Il mio piede dopo dieci interventi era migliorato, ma poi ha avuto un peggioramento, fino al punto che non riuscivo più a camminare. Mi è stata consigliata una serie di tre interventi chirurgici in Spagna, poi il medico ha detto che avrei dovuto andare un po’ in bicicletta, ma non ha detto quanto. Così ho preso in prestito la bici di mia nonna e sono andata dalla Germania alla Spagna e l’ho battezzata Rocinante. La lotta mia e del mio piede per riconquistare la capacità di camminare, camminare senza dolore, mi sembrava un’impresa quijotesca, chisciottesca perché era quasi impossibile. E’ da quel momento che Rocinante è diventato soprattutto un concetto, non ho una sola bici che si chiama così: la prima è stata quella di mia nonna, poi quella che ho usato per attraversare gli Stati Uniti, ma anche la mia handbike con la quale sono venuta a Torino da Monaco per firmare il contratto con l’ editore italiano si chiama Rocinhante, con una “h”nel mezzo, perché si pedala con le mani.

Ti piace l’idea di  crociata contro l’impossibile?  

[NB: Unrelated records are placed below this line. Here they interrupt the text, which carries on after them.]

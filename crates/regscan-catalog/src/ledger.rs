//! Per-peripheral record of accessed addresses.

use std::collections::BTreeSet;

use rustc_hash::FxHashMap;

use crate::catalog::PeripheralCatalog;

/// Addresses that produced an access record, per catalog peripheral.
#[derive(Clone, Debug, Default)]
pub struct AccessLedger {
    accessed: FxHashMap<String, BTreeSet<u64>>,
}

impl AccessLedger {
    /// Create an empty ledger with one slot per catalog peripheral.
    pub fn new(catalog: &PeripheralCatalog) -> Self {
        let accessed = catalog
            .peripherals()
            .iter()
            .map(|p| (p.name.clone(), BTreeSet::new()))
            .collect();
        Self { accessed }
    }

    /// Record an access. Names outside the catalog are ignored.
    pub fn record_access(&mut self, peripheral: &str, addr: u64) {
        if let Some(set) = self.accessed.get_mut(peripheral) {
            set.insert(addr);
        }
    }

    /// Addresses accessed on a peripheral, in ascending order.
    pub fn accessed(&self, peripheral: &str) -> Option<&BTreeSet<u64>> {
        self.accessed.get(peripheral)
    }

    /// Number of distinct addresses across all peripherals.
    pub fn total(&self) -> usize {
        self.accessed.values().map(BTreeSet::len).sum()
    }

    /// Forget all recorded accesses.
    pub fn clear(&mut self) {
        self.accessed.values_mut().for_each(BTreeSet::clear);
    }
}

Il viaggio negli Stati Uniti è stato proprio una crociata contro l’impossibile! Ci sono stata tre mesi, ma prima di partire ho scalato in stampelle il Mount Rainier, anzi proprio le stampelle mi hanno salvato la vita perché sono caduta in un crepaccio, ma una stampella si è incastrata nel ghiaccio e ci sono rimasta appesa, come in un film comico. Però sono riuscita ad uscire illesa dal crepaccio. La morale della storia è che non si deve mai andare in montagna senza stampelle!

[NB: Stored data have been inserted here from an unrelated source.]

//! JSON exporters.
//!
//! Both report shapes are pure functions of the session's records. Field
//! order follows struct declaration order, so repeated exports of the same
//! session are byte-identical.

use std::fmt;
use std::io::Write;
use std::path::Path;

use serde::{Serialize, Serializer};
use tempfile::NamedTempFile;
use thiserror::Error;
use tracing::debug;

use crate::access::{ExecutionPhase, Location, RegisterAccess, RegisterValue};
use crate::session::AnalysisSession;

/// Report writing errors.
#[derive(Error, Debug)]
pub enum ExportError {
    #[error("IO error: {0}")]
    Io(#[from] std::io::Error),
    #[error("JSON error: {0}")]
    Json(#[from] serde_json::Error),
    #[error("failed to move report into place: {0}")]
    Persist(#[from] tempfile::PersistError),
}

pub type Result<T> = std::result::Result<T, ExportError>;

pub const CHRONOLOGICAL_ANALYSIS_TYPE: &str = "chronological_peripheral_access_sequence";
pub const CHRONOLOGICAL_DESCRIPTION: &str =
    "Peripheral register accesses in chronological execution order";

/// Address rendered as `0x%08x`.
#[derive(Clone, Copy)]
struct HexAddress(u64);

impl fmt::Display for HexAddress {
    fn fmt(&self, f: &mut fmt::Formatter<'_>) -> fmt::Result {
        write!(f, "0x{:08x}", self.0)
    }
}

impl Serialize for HexAddress {
    fn serialize<S: Serializer>(&self, serializer: S) -> std::result::Result<S::Ok, S::Error> {
        serializer.collect_str(self)
    }
}

// ============================================================================
// Grouped report
// ============================================================================

#[derive(Serialize)]
struct GroupedReport<'a> {
    peripheral_accesses: Vec<PeripheralGroup<'a>>,
}

#[derive(Serialize)]
struct PeripheralGroup<'a> {
    peripheral_name: &'a str,
    base_address: Option<HexAddress>,
    accesses: Vec<GroupedAccess<'a>>,
}

#[derive(Serialize)]
struct GroupedAccess<'a> {
    register_name: &'a str,
    address: HexAddress,
    access_type: &'static str,
    data_size: u32,
    bits_modified: &'a [String],
    source_location: &'a Location,
    purpose: &'a str,
}

impl<'a> From<&'a RegisterAccess> for GroupedAccess<'a> {
    fn from(a: &'a RegisterAccess) -> Self {
        Self {
            register_name: &a.register,
            address: HexAddress(a.address),
            access_type: a.access_type.as_str(),
            data_size: a.data_size,
            bits_modified: &a.bits_modified,
            source_location: &a.location,
            purpose: &a.purpose,
        }
    }
}

/// Group accesses by peripheral, in order of first appearance.
fn group_by_peripheral(session: &AnalysisSession) -> GroupedReport<'_> {
    let mut groups: Vec<PeripheralGroup<'_>> = Vec::new();
    for access in session.accesses() {
        let index = match groups
            .iter()
            .position(|g| g.peripheral_name == access.peripheral)
        {
            Some(index) => index,
            None => {
                groups.push(PeripheralGroup {
                    peripheral_name: &access.peripheral,
                    base_address: session.catalog().base_address(&access.peripheral).map(HexAddress),
                    accesses: Vec::new(),
                });
                groups.len() - 1
            }
        };
        groups[index].accesses.push(GroupedAccess::from(access));
    }
    GroupedReport {
        peripheral_accesses: groups,
    }
}

// ============================================================================
// Chronological report
// ============================================================================

#[derive(Serialize)]
struct ChronologicalReport<'a> {
    analysis_type: &'static str,
    total_accesses: usize,
    description: &'static str,
    execution_phase_summary: PhaseSummary,
    chronological_sequence: Vec<SequencedAccess<'a>>,
}

/// Access counts per phase. All phases are always present.
#[derive(Serialize, Default)]
struct PhaseSummary {
    board_init: usize,
    driver_init: usize,
    runtime: usize,
}

impl PhaseSummary {
    fn count(&mut self, phase: ExecutionPhase) {
        match phase {
            ExecutionPhase::BoardInit => self.board_init += 1,
            ExecutionPhase::DriverInit => self.driver_init += 1,
            ExecutionPhase::Runtime => self.runtime += 1,
        }
    }
}

#[derive(Serialize)]
struct SequencedAccess<'a> {
    sequence_number: u64,
    peripheral_name: &'a str,
    register_name: &'a str,
    address: HexAddress,
    access_type: &'static str,
    data_size: u32,
    value_written: Option<RegisterValue>,
    value_read: Option<RegisterValue>,
    execution_phase: &'static str,
    execution_context: &'static str,
    call_stack: &'a str,
    basic_block_id: &'a str,
    instruction_index: usize,
    source_location: &'a Location,
    purpose: &'a str,
    bits_modified: &'a [String],
}

impl<'a> From<&'a RegisterAccess> for SequencedAccess<'a> {
    fn from(a: &'a RegisterAccess) -> Self {
        Self {
            sequence_number: a.order.sequence_number,
            peripheral_name: &a.peripheral,
            register_name: &a.register,
            address: HexAddress(a.address),
            access_type: a.access_type.as_str(),
            data_size: a.data_size,
            value_written: a.value_written,
            value_read: a.value_read,
            execution_phase: a.order.execution_phase.as_str(),
            execution_context: a.order.execution_context,
            call_stack: &a.order.call_stack,
            basic_block_id: &a.order.basic_block_id,
            instruction_index: a.order.instruction_index,
            source_location: &a.location,
            purpose: &a.purpose,
            bits_modified: &a.bits_modified,
        }
    }
}

fn chronological_report(session: &AnalysisSession) -> ChronologicalReport<'_> {
    let sorted = session.chronological_accesses();
    let mut summary = PhaseSummary::default();
    for access in &sorted {
        summary.count(access.order.execution_phase);
    }
    ChronologicalReport {
        analysis_type: CHRONOLOGICAL_ANALYSIS_TYPE,
        total_accesses: sorted.len(),
        description: CHRONOLOGICAL_DESCRIPTION,
        execution_phase_summary: summary,
        chronological_sequence: sorted.into_iter().map(SequencedAccess::from).collect(),
    }
}

// ============================================================================
// Rendering and writing
// ============================================================================

/// Render the per-peripheral report.
pub fn grouped_json(session: &AnalysisSession) -> Result<String> {
    Ok(serde_json::to_string_pretty(&group_by_peripheral(session))?)
}

/// Render the chronological report.
pub fn chronological_json(session: &AnalysisSession) -> Result<String> {
    Ok(serde_json::to_string_pretty(&chronological_report(session))?)
}

/// Write the per-peripheral report to `path`.
pub fn write_grouped(session: &AnalysisSession, path: &Path) -> Result<()> {
    write_atomic(path, &grouped_json(session)?)
}

/// Write the chronological report to `path`.
pub fn write_chronological(session: &AnalysisSession, path: &Path) -> Result<()> {
    write_atomic(path, &chronological_json(session)?)
}

/// Write through a temporary file in the destination directory and rename it
/// into place.
fn write_atomic(path: &Path, contents: &str) -> Result<()> {
    let dir = match path.parent() {
        Some(parent) if !parent.as_os_str().is_empty() => parent,
        _ => Path::new("."),
    };
    let mut file = NamedTempFile::new_in(dir)?;
    file.write_all(contents.as_bytes())?;
    file.write_all(b"\n")?;
    file.as_file().sync_all()?;
    file.persist(path)?;
    debug!(path = %path.display(), bytes = contents.len() + 1, "report written");
    Ok(())
}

Qual è invece il significato del sottotitolo entre liviandad y pesadumbre (tra lievità e pesantezza)?
Questo titolo deriva da quello che è stato il viaggio negli Stati Uniti. In un primo momento ho provato una grande gioia per il poter camminare senza dolore, per poter saltare e tutto il resto. In un secondo momento il viaggio si è legato alle storie che ho ascoltato mentre attraversavo quel paese, alle persone che ho conosciuto. Spesso sono state storie di liviandad e allegria, ma anche storie molto pesanti e tristi. Così è stato un viaggio tra lievità e pesantezza, come la vita stessa.

Il viaggio per te ha una dimensione terapeutica?

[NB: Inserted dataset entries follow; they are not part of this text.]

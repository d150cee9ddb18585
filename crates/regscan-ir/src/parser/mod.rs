//! Line-oriented parser for textual LLVM IR.
//!
//! clang prints one top-level entity or instruction per line, so the parser
//! tokenizes line by line and only needs bracket tracking for the few
//! instructions that span lines (`switch`, `indirectbr`).

mod debug;
mod lexer;

use tracing::{debug, trace};

use crate::instr::{BinOp, Callee, CastOp, InstKind, Instruction, SourceLoc};
use crate::module::{BasicBlock, Function, Global, Linkage, Module, Param};
use crate::types::Type;
use crate::value::{GepExpr, Operand};
use crate::{IrError, Result};

use debug::DebugInfo;
use lexer::{Token, tokenize};

/// Parameter and return attributes that may precede an operand value.
const VALUE_ATTRIBUTES: &[&str] = &[
    "noundef",
    "nonnull",
    "signext",
    "zeroext",
    "inreg",
    "returned",
    "nocapture",
    "readonly",
    "readnone",
    "writeonly",
    "noalias",
    "immarg",
    "nofree",
    "swiftself",
    "swifterror",
    "align",
    "dereferenceable",
    "dereferenceable_or_null",
    "byval",
    "byref",
    "sret",
    "inalloca",
    "preallocated",
    "elementtype",
    "captures",
    "range",
    "initializes",
];

/// Flags that may follow an opcode without changing its meaning for us.
const OPCODE_FLAGS: &[&str] = &["nuw", "nsw", "exact", "disjoint", "inbounds", "nusw", "samesign"];

/// Parse a textual IR module.
pub fn parse_module(text: &str, name: &str) -> Result<Module> {
    let lines: Vec<&str> = text.lines().collect();

    let mut info = DebugInfo::default();
    for line in &lines {
        if line.starts_with('!') {
            info.add_line(line.trim());
        }
    }

    let mut source_filename = None;
    let mut globals = Vec::new();
    let mut functions = Vec::new();

    let mut i = 0;
    while i < lines.len() {
        let line = lines[i].trim();
        let line_no = i + 1;
        i += 1;

        if line.starts_with("source_filename") {
            source_filename = tokenize(line).into_iter().find_map(|t| match t {
                Token::Str(s) => Some(s),
                _ => None,
            });
        } else if line.starts_with("define ") {
            let header = parse_header(line, line_no)?;
            let body_start = i;
            while i < lines.len() && lines[i].trim() != "}" {
                i += 1;
            }
            if i == lines.len() {
                return Err(IrError::UnterminatedFunction {
                    line: line_no,
                    name: header.name,
                });
            }
            let blocks = parse_body(&lines[body_start..i], &header, &info, source_filename.as_deref());
            i += 1;
            functions.push(Function::new(header.name, header.linkage, header.params, blocks));
        } else if line.starts_with("declare ") {
            let header = parse_header(line, line_no)?;
            functions.push(Function::new(header.name, header.linkage, header.params, Vec::new()));
        } else if line.starts_with('@') {
            if let Some(global) = parse_global(line) {
                globals.push(global);
            }
        }
    }

    let module = Module::new(name, source_filename, globals, functions);
    debug!(
        "parsed {}: {} functions, {} globals, {} debug nodes",
        module.name(),
        module.functions().len(),
        module.globals().len(),
        info.len()
    );
    Ok(module)
}

/// Parsed `define`/`declare` line.
struct Header {
    name: String,
    linkage: Linkage,
    params: Vec<Param>,
    /// `!dbg` subprogram attached to the definition.
    subprogram: Option<u32>,
}

fn parse_header(line: &str, line_no: usize) -> Result<Header> {
    let toks = tokenize(line);
    let malformed = IrError::Malformed {
        line: line_no,
        what: "function header",
    };

    let name_pos = toks
        .windows(2)
        .position(|w| matches!(w[0], Token::Global(_)) && w[1].is_punct('('))
        .ok_or(malformed)?;
    let Token::Global(name) = &toks[name_pos] else {
        unreachable!()
    };

    let linkage = if toks[..name_pos]
        .iter()
        .any(|t| t.is_word("internal") || t.is_word("private"))
    {
        Linkage::Internal
    } else {
        Linkage::External
    };

    let close = matching_close(&toks, name_pos + 1).ok_or(IrError::Malformed {
        line: line_no,
        what: "parameter list",
    })?;

    let mut params = Vec::new();
    let mut unnamed = 0usize;
    for group in split_top_level(&toks[name_pos + 2..close]) {
        if group.is_empty() || group[0].is_word("...") {
            continue;
        }
        let mut cur = Cursor::new(group);
        let ty = cur.parse_type().unwrap_or(Type::Other(String::new()));
        let name = match group.last() {
            Some(Token::Local(n)) if group.len() > 1 => n.clone(),
            _ => {
                unnamed += 1;
                (unnamed - 1).to_string()
            }
        };
        params.push(Param { ty, name });
    }

    let subprogram = toks[close..]
        .windows(2)
        .find_map(|w| match (&w[0], &w[1]) {
            (Token::Meta(k), Token::Meta(id)) if k == "dbg" => id.parse().ok(),
            _ => None,
        });

    Ok(Header {
        name: name.clone(),
        linkage,
        params,
        subprogram,
    })
}

fn parse_global(line: &str) -> Option<Global> {
    let toks = tokenize(line);
    let Some(Token::Global(name)) = toks.first() else {
        return None;
    };
    if !toks.get(1)?.is_punct('=') {
        return None;
    }
    let kw = toks
        .iter()
        .position(|t| t.is_word("global") || t.is_word("constant"))?;
    let external = toks[..kw]
        .iter()
        .any(|t| t.is_word("external") || t.is_word("extern_weak"));

    let mut cur = Cursor::new(&toks[kw + 1..]);
    let ty = cur.parse_type()?;
    let initializer = if external || cur.at_end() || cur.peek_punct(',') {
        None
    } else {
        cur.parse_value(&ty)
    };

    Some(Global {
        name: name.clone(),
        ty,
        initializer,
        is_constant: toks[kw].is_word("constant"),
    })
}

fn parse_body(
    lines: &[&str],
    header: &Header,
    info: &DebugInfo,
    source_filename: Option<&str>,
) -> Vec<BasicBlock> {
    let mut blocks: Vec<BasicBlock> = Vec::new();
    let fallback_file = header
        .subprogram
        .and_then(|sp| info.file_of(sp))
        .or_else(|| source_filename.map(str::to_string));

    let mut i = 0;
    while i < lines.len() {
        let line = lines[i].trim();
        i += 1;
        if line.is_empty() || line.starts_with(';') || line.starts_with("#dbg_") {
            continue;
        }

        let mut toks = tokenize(line);
        if toks.is_empty() {
            continue;
        }

        if toks.len() == 2 && toks[1].is_punct(':') {
            let label = match &toks[0] {
                Token::Word(s) | Token::Str(s) => s.clone(),
                Token::Int(n) => n.to_string(),
                _ => String::new(),
            };
            blocks.push(BasicBlock::new(Some(label)));
            continue;
        }

        // Continuation lines of multi-line instructions
        let mut depth = bracket_depth(&toks);
        while depth > 0 && i < lines.len() {
            let more = tokenize(lines[i]);
            depth += bracket_depth(&more);
            toks.extend(more);
            i += 1;
        }

        let mut inst = parse_instruction(toks);
        if let Some(id) = inst.dbg {
            if let Some((file, line)) = info.location(id) {
                let file = if file.is_empty() {
                    fallback_file.clone().unwrap_or_else(|| "unknown".to_string())
                } else {
                    file
                };
                inst.source_loc = Some(SourceLoc::new(&file, line, &header.name));
            }
        }

        if blocks.is_empty() {
            blocks.push(BasicBlock::new(None));
        }
        if let Some(block) = blocks.last_mut() {
            block.instructions.push(inst);
        }
    }

    blocks
}

fn bracket_depth(toks: &[Token]) -> i32 {
    toks.iter()
        .map(|t| match t {
            Token::Punct('[') => 1,
            Token::Punct(']') => -1,
            _ => 0,
        })
        .sum()
}

/// Parse one instruction from its tokens. Never fails: anything not
/// understood is kept as [`InstKind::Other`].
fn parse_instruction(mut toks: Vec<Token>) -> Instruction {
    let dbg = strip_attachments(&mut toks);

    let (result, body) = match toks.as_slice() {
        [Token::Local(name), Token::Punct('='), rest @ ..] => (Some(name.clone()), rest),
        rest => (None, rest),
    };

    let mut cur = Cursor::new(body);
    let opcode = match cur.next() {
        Some(Token::Word(w)) if matches!(w.as_str(), "tail" | "musttail" | "notail") => {
            cur.next_word().unwrap_or_default()
        }
        Some(Token::Word(w)) => w.clone(),
        _ => String::new(),
    };

    let kind = parse_kind(&opcode, &mut cur).unwrap_or_else(|| {
        trace!("keeping `{opcode}` as opaque instruction");
        InstKind::Other(opcode.clone())
    });

    let mut inst = Instruction::new(result, kind);
    inst.dbg = dbg;
    inst
}

/// Remove trailing `, !name !N` attachments, returning the `!dbg` id.
fn strip_attachments(toks: &mut Vec<Token>) -> Option<u32> {
    let mut dbg = None;
    while toks.len() >= 3 {
        let n = toks.len();
        let (Token::Meta(kind), Token::Meta(id)) = (&toks[n - 2], &toks[n - 1]) else {
            break;
        };
        if !toks[n - 3].is_punct(',') {
            break;
        }
        if kind == "dbg" {
            dbg = id.parse().ok();
        }
        toks.truncate(n - 3);
    }
    dbg
}

fn parse_kind(opcode: &str, cur: &mut Cursor<'_>) -> Option<InstKind> {
    match opcode {
        "load" => {
            let volatile = cur.skip_memory_flags();
            let ty = cur.parse_type()?;
            let ptr = if cur.eat_punct(',') {
                cur.parse_typed_value()?.1
            } else {
                // Pre-opaque-pointer form: `load i32* %p`
                cur.parse_value(&ty)?
            };
            Some(InstKind::Load { ty, ptr, volatile })
        }
        "store" => {
            let volatile = cur.skip_memory_flags();
            let (ty, value) = cur.parse_typed_value()?;
            cur.expect_punct(',')?;
            let (_, ptr) = cur.parse_typed_value()?;
            Some(InstKind::Store {
                ty,
                value,
                ptr,
                volatile,
            })
        }
        "atomicrmw" => {
            let volatile = cur.skip_memory_flags();
            let op = cur.next_word()?;
            let (_, ptr) = cur.parse_typed_value()?;
            cur.expect_punct(',')?;
            let (ty, value) = cur.parse_typed_value()?;
            Some(InstKind::AtomicRmw {
                op,
                ty,
                ptr,
                value,
                volatile,
            })
        }
        "cmpxchg" => {
            let volatile = cur.skip_memory_flags();
            let (_, ptr) = cur.parse_typed_value()?;
            cur.expect_punct(',')?;
            let (ty, expected) = cur.parse_typed_value()?;
            cur.expect_punct(',')?;
            let (_, new) = cur.parse_typed_value()?;
            Some(InstKind::CmpXchg {
                ty,
                ptr,
                expected,
                new,
                volatile,
            })
        }
        "getelementptr" => cur.parse_gep_operands().map(InstKind::Gep),
        "call" => cur.parse_call(),
        _ => {
            if let Some(op) = CastOp::from_mnemonic(opcode) {
                let (_, value) = cur.parse_typed_value()?;
                cur.expect_word("to")?;
                let to = cur.parse_type()?;
                Some(InstKind::Cast { op, value, to })
            } else if let Some(op) = BinOp::from_mnemonic(opcode) {
                cur.skip_words(OPCODE_FLAGS);
                let (ty, lhs) = cur.parse_typed_value()?;
                cur.expect_punct(',')?;
                let rhs = cur.parse_value(&ty)?;
                Some(InstKind::Binary { op, ty, lhs, rhs })
            } else {
                None
            }
        }
    }
}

Un po’ si, è cominciato con il dolore ma poi è diventato altro, una vera esplorazione, protagonista ne è stata la strada con i suoi personaggi. Io e il mio piede siamo passati in secondo piano.

C’è una prossima impresa alla quale stai pensando?
La settimana prossima parto per il Perù per presentare il mio libro ma anche per arrampicare, poi Messico, Stati Uniti. Ad ottobre sarò a Palermo, possibilmente anche a Genova.